Tuesday, May 14, 2019

Eastwind: An Etymology

In the second novella, entitled "A Story", the character Eastwind is Number Five, the birth twin of V (John V. Marsch or the prisoner from "V.R.T").

The East Wind, Euros, is the singular among the Anemoi in Greek mythology in that it is not associated with a season. In the Bible it always brings trouble:

  • Bringing fierce storms that often wreck ships.(Psalms 48:7, Job 38:24, Isaiah 27:8, Ezekiel 27:26, Acts 27:14)
  • Withering plants.(Ezekiel 17 and 19, Jonah 4:8)
  • Just plain bad or brings misery and famine.
    (Genesis 41, Exodus 10:13, Job 15:2, Jeremiah 18:17, Hosea 12:1, 13:15)
The only arguable exception is that it was the fierce East wind that separated the Red Sea and let the Israelites cross on dry land. But it was still a bad omen for Pharaoh (Exodus 14:21, Psalm 78:26). There's a Sunday School lesson in there, I suppose. 

Perhaps taking a tip from that lesson, sometimes in British literature the East wind brings cold weather that is a necessary change. Mary Poppins is brought to the Banks house on an East wind like an Egyptian plague of locusts and, like them, leaves on a West wind. In "His Last Bow", Sherlock Holmes predicts a cold East wind to blow over Britain, as an unpleasant but purging remedy.

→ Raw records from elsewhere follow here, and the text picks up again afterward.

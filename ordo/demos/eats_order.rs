//! Eats Order Demo
//!
//! This example demonstrates:
//! - Starting `HandleEatsOrder` instances through the client
//! - The restaurant's decision arriving as the `order-decision` signal
//! - The durable accept delay and the `DeliverOrder` child flow
//! - Structured tracing spans for the worker loop, flows and timer passes
//!
//! ## Scenario
//! Order 42 (pizza) is accepted with reason "ok", waits 3 seconds, is
//! delivered by the child flow after another 4 seconds and the customer is
//! notified. Order 43 is rejected because the restaurant is closed and
//! completes without a delivery.
//!
//! ## Run with
//! ```bash
//! cargo run --example eats_order
//!
//! # With a worker config file
//! cargo run --example eats_order -- worker.json
//! ```

use ordo::executor::{Client, FlowStatus, Worker, WorkerConfig};
use ordo::flows::{self, HandleEatsOrder, Order, OrderDecision, OrderOutcome};
use ordo::storage::InMemoryExecutionLog;
use std::sync::Arc;
use std::time::Duration;
use tracing::info;
use tracing_subscriber::layer::SubscriberExt;
use tracing_subscriber::util::SubscriberInitExt;
use tracing_subscriber::EnvFilter;

#[tokio::main]
async fn main() -> Result<(), Box<dyn std::error::Error>> {
    tracing_subscriber::registry()
        .with(EnvFilter::try_from_default_env().unwrap_or_else(|_| EnvFilter::new("info")))
        .with(tracing_subscriber::fmt::layer().with_target(false))
        .init();

    let config = match std::env::args().nth(1) {
        Some(path) => WorkerConfig::from_file(path)?,
        None => WorkerConfig::default(),
    };
    let worker_id = config.worker_id(1);

    let storage = Arc::new(InMemoryExecutionLog::new());
    let worker = Worker::with_config(storage.clone(), worker_id, config).with_structured_tracing();
    flows::register(&worker).await?;
    let handle = worker.start().await?;

    let client = Client::new(storage.clone());

    let accepted = client
        .start(&HandleEatsOrder::new("user-1", Order::new("42", ["pizza"]), "restaurant-7"))
        .await?;
    let rejected = client
        .start(&HandleEatsOrder::new(
            "user-2",
            Order::new("43", ["sushi", "miso soup"]),
            "restaurant-7",
        ))
        .await?;

    // The restaurant takes a moment to decide
    tokio::time::sleep(Duration::from_millis(500)).await;
    client
        .signal::<HandleEatsOrder, _>("42", &OrderDecision::accept_with("ok"))
        .await?;
    client
        .signal::<HandleEatsOrder, _>("43", &OrderDecision::reject("restaurant closed"))
        .await?;

    for flow_id in [accepted, rejected] {
        let status = client
            .wait_for_completion(flow_id, Duration::from_secs(30))
            .await?;
        let outcome: Option<OrderOutcome> = client.result(flow_id).await?;
        match (status, outcome) {
            (FlowStatus::Completed, Some(outcome)) => {
                info!("Flow {} finished: {:?}", flow_id, outcome)
            }
            (status, _) => info!("Flow {} ended with {:?}", flow_id, status),
        }
    }

    for step in client.history(accepted).await? {
        info!(
            "  step {} {} '{}' {:?}",
            step.step(),
            step.kind(),
            step.name(),
            step.status()
        );
    }

    handle.shutdown().await;
    Ok(())
}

But mostly, the East Wind as a metaphor is treated as received literally from the Bible:

  • In "The Lord of the Rings", the East Wind comes from Mordor.
  • In George MacDonald's the "Back of the North Wind", we are told of the East Wind that one "does not exactly know how much to believe of what she says, for she is very naughty sometimes".

In Southern Europe, North Africa, and Egypt it is the southeast wind that brings misery. The hot, withering sirocco blows out of the Sahara sometimes with hurricane force. 

According to Victor Trenchard, Eastwind was his ancestor, the first abo to greet the French when they landed on St Anne. According to him, when the French arrived they found a man flailed to death, floating in the water, just as described in "A Story". All of this is certainly a lie. What is true and unsaid is that Victor Trenchard is one of the discarded clones of the Maison du Chein on St Croix. When John V Marsch, much later, sets to writing his hidden biography ("A Story" by John V Marsch), he gives the name Eastwind to Trenchard's true "great ancestor", the prisoner's twin who is simulated by Mr Million.

1 comment:

  1. I wandered over here from the GW Literary Podcast forums, and I gotta say, this is all great stuff. Thanks for typing it up!